Alles anzeigenZur Platzersparnis habe ich mal so gut wie alles gekürzt, sodass nur noch klar ist auf welchen Beitrag sich das bezieht.
Wollte auch keinen expliziten Punkt rausgreifen, sondern einmal loswerden, dass mir diese fast schon philosophische Betrachtung echt gefallen hat.
Zum Thema (ohne Betug zum zitierten Beitrag):
Ich sage immer man soll nehmen was kommt, wenn es gut ist. Auch wenn es eine unerwiderte Liebe ist, dann würde ich immer sagen genießt die Zeit mit eurem SB umso mehr. Warum künstlich regulieren oder sich distanzieren? Natürlich bereitet im verliebten Zustand die Trennung mehr Schmerzen. Aber wieso der Fokus auf das schlechte also die Trennung? Warum nicht einfach die schöne Zeit genießen die man hat? Mit einem geliebten Menschen die Zeit zu verbringen, selbst wenn es einseitig ist dürfte doch viel schöner sein als die Alternative. Oder würdet ihr es bevorzugen ein SB zu haben bei dem keinerlei Gefühle sind und eine Trennung einfach wäre? Ich behaupte nein.

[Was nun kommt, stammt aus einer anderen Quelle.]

// SPDX-License-Identifier: BUSL-1.1
// Copyright (c) 2026 Alfred Jean LLC

//! JSON-lines event wire format (spec.md §6): one [`Event`] per line, used
//! by container log streaming, the live-broadcast hub, and durable
//! persistence. A thin serialization wrapper -- `Event` already carries
//! every field the format names (`type`, `timestamp`, optional
//! `unit`/`task`/`pr`/`payload`/`error`); this module only owns the
//! line-oriented encode/decode contract.

use warden_core::event::Event;

/// One line of the JSON-lines event stream.
#[derive(Debug, Clone)]
pub struct EventLine(pub Event);

impl EventLine {
    /// Encode as a single line, terminated by `\n`, suitable for appending
    /// to a log file or writing to a streaming sink.
    pub fn to_line(&self) -> String {
        // `Event` serialization cannot fail (no non-string map keys, no
        // floats that could be NaN/Infinity); treat a failure as a defect.
        let mut s = serde_json::to_string(&self.0).unwrap_or_else(|e| {
            format!(r#"{{"type":"encode_error","error":{:?}}}"#, e.to_string())
        });
        s.push('\n');
        s
    }

    /// Parse one line (without its trailing newline) back into an `Event`.
    pub fn from_line(line: &str) -> Result<Event, serde_json::Error> {
        serde_json::from_str(line.trim_end())
    }
}

#[cfg(test)]
#[path = "event_line_tests.rs"]
mod tests;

Am Ende hat man doch ganz allgemein die schönste Zeit mit Menschen, die einem wichtig sind und deren Ausscheiden aus dem Leben einem Schmerzen bereitet.
Daher nochmal: Genießt die Zeit, wenn sie gut ist und nehmt so viel davon mit wie ihr kriegen könnt.
Ich verstehe Deinen Punkt zwar,sehe es aber komplett anders.
Nichts schmerzt mehr, als eine unerwiderte Liebe. Da kann ich auch die gemeinsame Zeit, für die der Sugar verantwortlich ist, nicht genießen.
Ich bevorzuge daher Beziehungen auf Augenhöhe,auch emotionale Augenhöhe.
Respekt, Sympathie, eine Form der Zuneigung ist perfekt. Aber Liebe ist ein Gamechanger mit Dramapotenzial.